Dataset entries
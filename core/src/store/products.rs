//! Products state container.
//!
//! # Design
//! Mutations do not splice the list. The backend owns ordering and
//! pagination for products, so create, update and delete each refetch with
//! the last list query. A failed refetch lands in the error slot without
//! failing the mutation that preceded it.

use parking_lot::RwLock;
use std::sync::Arc;
use tracing::warn;

use super::{Collection, Record, SharedCollection, Slot};
use crate::client::ApiClient;
use crate::error::ApiResult;
use crate::resources::products::{Product, ProductDraft, ProductQuery, ProductUpdate, DEFAULT_PAGE_SIZE};

impl Record for Product {
    fn record_id(&self) -> &str {
        &self.id
    }
}

/// Products list, the product open in the detail view and the query that
/// produced the list.
///
/// Every mutation is followed by a refetch with the last list query, so
/// between the two calls the list may reflect neither the old nor the new
/// state.
#[derive(Debug, Clone)]
pub struct ProductStore {
    client: ApiClient,
    products: SharedCollection<Product>,
    current: Slot<Product>,
    last_query: Arc<RwLock<ProductQuery>>,
}

impl ProductStore {
    pub fn new(client: ApiClient) -> Self {
        Self {
            client,
            products: SharedCollection::new(),
            current: Slot::default(),
            last_query: Arc::new(RwLock::new(ProductQuery::page(1, DEFAULT_PAGE_SIZE))),
        }
    }

    pub fn snapshot(&self) -> Collection<Product> {
        self.products.snapshot()
    }

    pub fn products(&self) -> Vec<Product> {
        self.products.items()
    }

    pub fn current_product(&self) -> Option<Product> {
        self.current.get()
    }

    pub fn last_query(&self) -> ProductQuery {
        self.last_query.read().clone()
    }

    pub fn fetch(&self, query: ProductQuery) -> ApiResult<bool> {
        *self.last_query.write() = query.clone();
        self.products.fetch_with("fetchProducts", || {
            let page = self.client.products().list(&query)?;
            Ok((page.items, Some(page.pagination)))
        })
    }

    pub fn fetch_by_category(&self, category_id: &str, query: ProductQuery) -> ApiResult<bool> {
        self.products.fetch_with("fetchProductsByCategory", || {
            let page = self.client.products().list_by_category(category_id, &query)?;
            Ok((page.items, Some(page.pagination)))
        })
    }

    pub fn fetch_by_id(&self, id: &str) -> ApiResult<Product> {
        let product = self
            .products
            .track("fetchProductById", || self.client.products().get(id), |_, _| {})?;
        self.current.set(Some(product.clone()));
        Ok(product)
    }

    pub fn create(&self, draft: &ProductDraft) -> ApiResult<Product> {
        let created = self
            .products
            .track("createProduct", || self.client.products().create(draft), |_, _| {})?;
        self.refetch();
        Ok(created)
    }

    pub fn update(&self, id: &str, update: &ProductUpdate) -> ApiResult<Product> {
        let updated = self
            .products
            .track("updateProduct", || self.client.products().update(id, update), |_, _| {})?;
        if self.current.get().is_some_and(|current| current.id == updated.id) {
            self.current.set(Some(updated.clone()));
        }
        self.refetch();
        Ok(updated)
    }

    pub fn remove(&self, id: &str) -> ApiResult<()> {
        self.products
            .track("deleteProduct", || self.client.products().remove(id), |_, _| {})?;
        if self.current.get().is_some_and(|current| current.id == id) {
            self.current.set(None);
        }
        self.refetch();
        Ok(())
    }

    /// Patch the page number locally without fetching.
    pub fn set_page(&self, page: u32) {
        self.products.update(|c| c.set_page(page));
    }

    pub fn clear_error(&self) {
        self.products.update(Collection::clear_error);
    }

    pub fn clear_current(&self) {
        self.current.set(None);
    }

    /// A failed refetch is recorded in the error slot; the mutation itself
    /// already succeeded.
    fn refetch(&self) {
        if let Err(err) = self.fetch(self.last_query()) {
            warn!(error = %err, "Refetch after product mutation failed");
        }
    }
}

## Activity
Show every line above in which the word "impl" occurs.

## Result of the task
impl Record for Product {
impl ProductStore {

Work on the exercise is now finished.